Correspondance de Voltaire/1770/Lettre 8038

Correspondance : année 1770GarnierŒuvres complètes de Voltaire, tome 47 (p. 212).
8038. — À M. DORAT[1].
Ferney, 1er octobre.

Je vous dois, monsieur, autant de remerciements que d’éloges ; les sentiments dont vous m’honorez, et les vers charmants que vous avez faits pour M. Diderot, pénètrent mon cœur. Les journaux sont enrichis par de telles pièces, qui manifestent la générosité de votre âme autant que vos talents ; ils seraient déshonorés par le nom de Fréron.
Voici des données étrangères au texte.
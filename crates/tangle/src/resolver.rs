//! Best-effort resolution of import statements to internal module candidates.
//!
//! Resolution is syntactic: each import yields zero or more candidate dotted
//! names expressed relative to the package root. A multi-segment candidate is
//! recorded twice, as the full path and as its first segment, so aggregator
//! `__init__` re-exports still land on a discovered module. Candidates that
//! match nothing in the discovered module set are dropped downstream; they
//! are never an error.

use std::path::Path;

use indexmap::IndexSet;
use log::{debug, warn};
use ruff_python_ast::visitor::Visitor;
use ruff_python_parser::parse_module;
use ruff_python_stdlib::sys;

use crate::visitors::{ImportScanVisitor, LineIndex, RawImport};

/// Python minor version used for stdlib classification.
const PYTHON_VERSION: u8 = 38;

/// One lazy import occurrence, kept individually for the hypothesis engine.
#[derive(Debug, Clone, PartialEq, Eq)]
pub struct LazyOccurrence {
    /// Candidate target module (root-relative dotted name).
    pub target: String,
    /// Function whose body contains the import.
    pub function: String,
    /// 1-based source line of the import statement.
    pub line: usize,
}

/// Resolved import references for one module.
#[derive(Debug, Clone, Default)]
pub struct ResolvedImports {
    /// Candidate targets imported at module scope.
    pub top_level: IndexSet<String>,
    /// Candidate targets imported inside function bodies.
    pub lazy: IndexSet<String>,
    /// Individual lazy occurrences, one per candidate target.
    pub lazy_occurrences: Vec<LazyOccurrence>,
    /// External imports classified as standard library (first segment).
    pub stdlib: IndexSet<String>,
    /// External imports that are neither internal nor stdlib.
    pub third_party: IndexSet<String>,
}

/// Extract and resolve all imports of one module.
///
/// `relative_path` is the module's file path relative to the package root;
/// `package` is the root directory's name. Malformed source degrades to an
/// empty result for this file; it never aborts the package run.
pub fn resolve_imports(source: &str, relative_path: &Path, package: &str) -> ResolvedImports {
    let parsed = match parse_module(source) {
        Ok(parsed) => parsed,
        Err(err) => {
            warn!("skipping unparsable module {}: {err}", relative_path.display());
            return ResolvedImports::default();
        }
    };

    let line_index = LineIndex::new(source);
    let mut visitor = ImportScanVisitor::new(&line_index);
    for stmt in &parsed.syntax().body {
        visitor.visit_stmt(stmt);
    }

    let dir_parts = directory_parts(relative_path);
    let mut resolved = ResolvedImports::default();
    for raw in visitor.into_imports() {
        collect_candidates(&raw, &dir_parts, package, relative_path, &mut resolved);
    }
    resolved
}

/// Directory of the module, as dotted-name parts relative to the root.
///
/// For both `sub/mod.py` and `sub/__init__.py` this is `["sub"]`, which is
/// exactly the base Python uses for a single-dot relative import.
fn directory_parts(relative_path: &Path) -> Vec<String> {
    relative_path
        .parent()
        .map(|dir| {
            dir.components()
                .filter_map(|c| c.as_os_str().to_str())
                .map(String::from)
                .collect()
        })
        .unwrap_or_default()
}

fn collect_candidates(
    raw: &RawImport,
    dir_parts: &[String],
    package: &str,
    relative_path: &Path,
    resolved: &mut ResolvedImports,
) {
    let mut candidates: Vec<String> = Vec::new();

    if raw.level == 0 {
        let Some(module) = raw.module.as_deref() else {
            return;
        };
        if module == package {
            // `from package import a, b`: each member may be an internal
            // module re-exported through the root initializer.
            for member in &raw.members {
                candidates.push(member.clone());
            }
        } else if let Some(sub_path) = module.strip_prefix(package).and_then(|m| m.strip_prefix('.')) {
            push_dual(&mut candidates, sub_path);
        } else {
            classify_external(module, resolved);
            return;
        }
    } else {
        let ascend = (raw.level - 1) as usize;
        if ascend > dir_parts.len() {
            warn!(
                "relative import in {} ascends above the package root",
                relative_path.display()
            );
            return;
        }
        let base = &dir_parts[..dir_parts.len() - ascend];
        match raw.module.as_deref() {
            Some(module) => {
                let dotted = join_parts(base, module.split('.'));
                push_dual(&mut candidates, &dotted);
            }
            None => {
                // `from . import x, y`: each member is a directory-relative
                // candidate.
                for member in &raw.members {
                    let dotted = join_parts(base, std::iter::once(member.as_str()));
                    push_dual(&mut candidates, &dotted);
                }
            }
        }
    }

    for candidate in candidates {
        if candidate.is_empty() {
            continue;
        }
        match &raw.enclosing_function {
            Some(function) => {
                debug!("lazy candidate {candidate} in {}::{function}", relative_path.display());
                resolved.lazy.insert(candidate.clone());
                resolved.lazy_occurrences.push(LazyOccurrence {
                    target: candidate,
                    function: function.clone(),
                    line: raw.line,
                });
            }
            None => {
                resolved.top_level.insert(candidate);
            }
        }
    }
}

/// Record a dotted path and, when multi-segment, its first segment too.
fn push_dual(candidates: &mut Vec<String>, dotted: &str) {
    if dotted.is_empty() {
        return;
    }
    candidates.push(dotted.to_string());
    if let Some((first, rest)) = dotted.split_once('.')
        && !rest.is_empty()
    {
        candidates.push(first.to_string());
    }
}

fn join_parts<'a>(base: &'a [String], extra: impl Iterator<Item = &'a str>) -> String {
    let mut parts: Vec<&str> = base.iter().map(String::as_str).collect();
    parts.extend(extra.filter(|part| !part.is_empty()));
    parts.join(".")
}

fn classify_external(module: &str, resolved: &mut ResolvedImports) {
    let top_level = module.split('.').next().unwrap_or(module);
    if sys::is_known_standard_library(PYTHON_VERSION, top_level) {
        resolved.stdlib.insert(top_level.to_string());
    } else {
        resolved.third_party.insert(top_level.to_string());
    }
}

#[cfg(test)]
mod tests {
    use std::path::PathBuf;

    use super::*;

    fn resolve(source: &str, relative: &str) -> ResolvedImports {
        resolve_imports(source, &PathBuf::from(relative), "mypkg")
    }

    #[test]
    fn absolute_subpath_records_full_and_first_segment() {
        let resolved = resolve("import mypkg.sub.worker\n", "main.py");
        let targets: Vec<&str> = resolved.top_level.iter().map(String::as_str).collect();
        assert_eq!(targets, vec!["sub.worker", "sub"]);
    }

    #[test]
    fn single_segment_subpath_has_no_duplicate() {
        let resolved = resolve("from mypkg.core import run\n", "main.py");
        let targets: Vec<&str> = resolved.top_level.iter().map(String::as_str).collect();
        assert_eq!(targets, vec!["core"]);
    }

    #[test]
    fn package_root_members_become_candidates() {
        let resolved = resolve("from mypkg import api, core\n", "sub/worker.py");
        assert!(resolved.top_level.contains("api"));
        assert!(resolved.top_level.contains("core"));
    }

    #[test]
    fn relative_import_resolves_against_module_directory() {
        // sub/worker.py doing `from . import helper` -> sub.helper
        let resolved = resolve("from . import helper\n", "sub/worker.py");
        assert!(resolved.top_level.contains("sub.helper"));
        // the dual first-segment candidate is the subpackage itself
        assert!(resolved.top_level.contains("sub"));
    }

    #[test]
    fn double_dot_ascends_one_level() {
        let resolved = resolve("from ..core import boot\n", "sub/worker.py");
        let targets: Vec<&str> = resolved.top_level.iter().map(String::as_str).collect();
        assert_eq!(targets, vec!["core.boot", "core"]);
    }

    #[test]
    fn too_many_dots_is_dropped_not_fatal() {
        let resolved = resolve("from ...far import thing\n", "sub/worker.py");
        assert!(resolved.top_level.is_empty());
    }

    #[test]
    fn lazy_import_records_function_and_line() {
        let source = r#"
def load():
    from mypkg.sub import worker
"#;
        let resolved = resolve(source, "main.py");
        assert!(resolved.top_level.is_empty());
        assert!(resolved.lazy.contains("sub.worker"));
        assert_eq!(resolved.lazy_occurrences.len(), 2); // full path + first segment
        assert_eq!(resolved.lazy_occurrences[0].function, "load");
        assert_eq!(resolved.lazy_occurrences[0].line, 3);
    }

    #[test]
    fn external_imports_are_classified_not_resolved() {
        let resolved = resolve("import os\nimport requests\nfrom json import loads\n", "main.py");
        assert!(resolved.top_level.is_empty());
        assert!(resolved.stdlib.contains("os"));
        assert!(resolved.stdlib.contains("json"));
        assert!(resolved.third_party.contains("requests"));
    }

    #[test]
    fn unparsable_source_degrades_to_empty() {
        let resolved = resolve("def broken(:\n", "main.py");
        assert!(resolved.top_level.is_empty());
        assert!(resolved.lazy.is_empty());
    }

    #[test]
    fn init_module_relative_import_uses_own_directory() {
        // sub/__init__.py doing `from .worker import spin` -> sub.worker
        let resolved = resolve("from .worker import spin\n", "sub/__init__.py");
        assert!(resolved.top_level.contains("sub.worker"));
    }
}
//! Aggregate graph metrics and architecture classification.
//!
//! [`MetricsSnapshot`] is a pure function of one dependency graph plus its
//! canonical cycle list; nothing here touches the filesystem.

use std::fmt;

use serde::Serialize;

use crate::graph::{DepGraph, NodeKey};

/// Architecture-pattern label produced by the threshold decision list.
#[derive(Debug, Clone, Copy, PartialEq, Eq, Serialize)]
#[serde(rename_all = "kebab-case")]
pub enum Architecture {
    Monolith,
    Tangled,
    HubAndSpoke,
    Framework,
    Registry,
    Facade,
    Distributed,
}

impl fmt::Display for Architecture {
    fn fmt(&self, f: &mut fmt::Formatter<'_>) -> fmt::Result {
        let label = match self {
            Self::Monolith => "monolith",
            Self::Tangled => "tangled",
            Self::HubAndSpoke => "hub-and-spoke",
            Self::Framework => "framework",
            Self::Registry => "registry",
            Self::Facade => "facade",
            Self::Distributed => "distributed",
        };
        f.write_str(label)
    }
}

/// Structural metrics for one graph instance.
///
/// Recomputed fresh for every graph; never mutated in place.
#[derive(Debug, Clone, PartialEq, Serialize)]
pub struct MetricsSnapshot {
    /// Node count (N).
    pub modules: usize,
    /// Total edge count (K_total).
    pub edges: usize,
    /// Average out-degree (K_avg = K_total / N).
    pub avg_out_degree: f64,
    /// Maximum out-degree (K_max).
    pub max_out_degree: usize,
    /// K_max as a fraction of total edges.
    pub hub_share: f64,
    pub cycle_count: usize,
    /// K_avg * N + cycle_count.
    pub composite: f64,
    /// cycle_count + 0.1 * N.
    pub burden: f64,
    pub architecture: Architecture,
    pub total_lines: usize,
}

impl MetricsSnapshot {
    /// Compute a snapshot from a graph and its canonical cycle list.
    pub fn compute<I: NodeKey>(
        graph: &DepGraph<I>,
        cycles: &[Vec<I>],
        total_lines: usize,
    ) -> Self {
        let modules = graph.node_count();
        let edges = graph.edge_count();
        let max_out_degree = graph.max_out_degree();
        let avg_out_degree = if modules == 0 {
            0.0
        } else {
            edges as f64 / modules as f64
        };
        let hub_share = if edges == 0 {
            0.0
        } else {
            max_out_degree as f64 / edges as f64
        };
        let cycle_count = cycles.len();
        let composite = avg_out_degree * modules as f64 + cycle_count as f64;
        let burden = cycle_count as f64 + 0.1 * modules as f64;
        let architecture = classify(modules, avg_out_degree, max_out_degree, hub_share, cycle_count);

        Self {
            modules,
            edges,
            avg_out_degree,
            max_out_degree,
            hub_share,
            cycle_count,
            composite,
            burden,
            architecture,
            total_lines,
        }
    }
}

/// Fixed decision list mapping graph shape to an architecture label.
///
/// Evaluated in order, first match wins. The ordering and thresholds are the
/// published classification contract; do not reorder or tune them.
pub fn classify(
    modules: usize,
    avg_out_degree: f64,
    max_out_degree: usize,
    hub_share: f64,
    cycle_count: usize,
) -> Architecture {
    let n = modules as f64;
    if modules <= 3 {
        Architecture::Monolith
    } else if cycle_count > 3 {
        Architecture::Tangled
    } else if hub_share > 0.5 && max_out_degree as f64 > 0.3 * n {
        Architecture::HubAndSpoke
    } else if avg_out_degree > 2.0 {
        Architecture::Framework
    } else if max_out_degree as f64 > 0.4 * n {
        Architecture::Registry
    } else if hub_share > 0.3 {
        Architecture::Facade
    } else {
        Architecture::Distributed
    }
}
L’union entre les véritables gens de lettres n’a jamais été si nécessaire.

C’est uniquement pour ériger un monument de cette union que les personnes du plus rare mérite, au nombre desquelles vous êtes, ont voulu employer le ciseau de M. Pigalle. Je n’ai été que leur prête-nom ; ils ont fait voir à l’Europe qu’ils sont unis, et qu’ils pensent avec noblesse. Par là ils se sont mis au-dessus de ceux qui veulent les abaisser ; et ils se rendent respectables, malgré tous les efforts qu’on fait contre eux. Les places de l’Académie deviennent de jour en jour plus précieuses et plus dignes des principaux citoyens de Paris, qui joignent le mérite personnel à celui de leur famille. Dans cette situation où sont aujourd’hui les lettres, c’est une grande consolation pour moi, monsieur, de pouvoir déjà compter parmi mes amis un homme dont les talents et les grâces m’avaient fait tant de plaisir avant que je fusse à portée de connaître ses qualités essentielles.

J’ai l’honneur d’être, etc.

P. S. Permettez-moi de présenter mes très-humbles obéissances à M. de Pezay, qui doit partager tous les tributs d’estime que je vous dois.

  1. Éditeurs, de Cayrol et François.